Data extracted from a collection =
==============================

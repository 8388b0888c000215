//! Additional math helpers layered on top of `glam`.

use glam::{EulerRot, Quat};

/// `num` evenly spaced samples over `[start, end]`, both ends included.
pub fn linspace(start: f32, end: f32, num: usize) -> Vec<f32> {
    match num {
        0 => Vec::new(),
        1 => vec![start],
        _ => {
            let step = (end - start) / (num - 1) as f32;
            (0..num)
                .map(|i| {
                    if i == num - 1 {
                        end
                    } else {
                        start + step * i as f32
                    }
                })
                .collect()
        }
    }
}

/// Roll/pitch/yaw to quaternion, composed as `Rz(yaw) * Ry(pitch) * Rx(roll)`.
pub fn quat_from_euler(roll: f32, pitch: f32, yaw: f32) -> Quat {
    Quat::from_euler(EulerRot::ZYX, yaw, pitch, roll)
}

/// Inverse of [`quat_from_euler`], returned as `[roll, pitch, yaw]`.
pub fn euler_from_quat(rotation: Quat) -> [f32; 3] {
    let (yaw, pitch, roll) = rotation.to_euler(EulerRot::ZYX);
    [roll, pitch, yaw]
}

#[cfg(test)]
mod tests {
    use super::*;
    use approx::assert_relative_eq;
    use glam::Vec3;

    #[test]
    fn linspace_includes_both_ends() {
        let values = linspace(1.0, 1.5, 3);
        assert_eq!(values, vec![1.0, 1.25, 1.5]);
    }

    #[test]
    fn linspace_degenerate_counts() {
        assert!(linspace(0.0, 1.0, 0).is_empty());
        assert_eq!(linspace(2.0, 5.0, 1), vec![2.0]);
    }

    #[test]
    fn euler_composes_extrinsic_xyz() {
        let (roll, pitch, yaw) = (0.3, -0.7, 1.9);
        let expected = Quat::from_rotation_z(yaw)
            * Quat::from_rotation_y(pitch)
            * Quat::from_rotation_x(roll);
        let actual = quat_from_euler(roll, pitch, yaw);

        let probe = Vec3::new(0.2, -1.0, 0.5);
        let a = actual * probe;
        let b = expected * probe;
        assert_relative_eq!(a.x, b.x, epsilon = 1e-5);
        assert_relative_eq!(a.y, b.y, epsilon = 1e-5);
        assert_relative_eq!(a.z, b.z, epsilon = 1e-5);
    }

    #[test]
    fn euler_round_trip_in_principal_range() {
        let angles = [0.4, 0.2, -1.1];
        let back = euler_from_quat(quat_from_euler(angles[0], angles[1], angles[2]));
        for (a, b) in angles.iter().zip(back.iter()) {
            assert_relative_eq!(*a, *b, epsilon = 1e-4);
        }
    }
}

==============================

Problem details = The output should match the records above exactly, entry for entry.

Your response =
repository 8388b0888c000215
//! Additional math helpers layered on top of `glam`.

use glam::{EulerRot, Quat};

/// `num` evenly spaced samples over `[start, end]`, both ends included.
pub fn linspace(start: f32, end: f32, num: usize) -> Vec<f32> {
    match num {
        0 => Vec::new(),
        1 => vec![start],
        _ => {
            let step = (end - start) / (num - 1) as f32;
            (0..num)
                .map(|i| {
                    if i == num - 1 {
                        end
                    } else {
                        start + step * i as f32
                    }
                })
                .collect()
        }
    }
}

/// Roll/pitch/yaw to quaternion, composed as `Rz(yaw) * Ry(pitch) * Rx(roll)`.
pub fn quat_from_euler(roll: f32, pitch: f32, yaw: f32) -> Quat {
    Quat::from_euler(EulerRot::ZYX, yaw, pitch, roll)
}

/// Inverse of [`quat_from_euler`], returned as `[roll, pitch, yaw]`.
pub fn euler_from_quat(rotation: Quat) -> [f32; 3] {
    let (yaw, pitch, roll) = rotation.to_euler(EulerRot::ZYX);
    [roll, pitch, yaw]
}

#[cfg(test)]
mod tests {
    use super::*;
    use approx::assert_relative_eq;
    use glam::Vec3;

    #[test]
    fn linspace_includes_both_ends() {
        let values = linspace(1.0, 1.5, 3);
        assert_eq!(values, vec![1.0, 1.25, 1.5]);
    }

    #[test]
    fn linspace_degenerate_counts() {
        assert!(linspace(0.0, 1.0, 0).is_empty());
        assert_eq!(linspace(2.0, 5.0, 1), vec![2.0]);
    }

    #[test]
    fn euler_composes_extrinsic_xyz() {
        let (roll, pitch, yaw) = (0.3, -0.7, 1.9);
        let expected = Quat::from_rotation_z(yaw)
            * Quat::from_rotation_y(pitch)
            * Quat::from_rotation_x(roll);
        let actual = quat_from_euler(roll, pitch, yaw);

        let probe = Vec3::new(0.2, -1.0, 0.5);
        let a = actual * probe;
        let b = expected * probe;
        assert_relative_eq!(a.x, b.x, epsilon = 1e-5);
        assert_relative_eq!(a.y, b.y, epsilon = 1e-5);
        assert_relative_eq!(a.z, b.z, epsilon = 1e-5);
    }

    #[test]
    fn euler_round_trip_in_principal_range() {
        let angles = [0.4, 0.2, -1.1];
        let back = euler_from_quat(quat_from_euler(angles[0], angles[1], angles[2]));
        for (a, b) in angles.iter().zip(back.iter()) {
            assert_relative_eq!(*a, *b, epsilon = 1e-4);
        }
    }
}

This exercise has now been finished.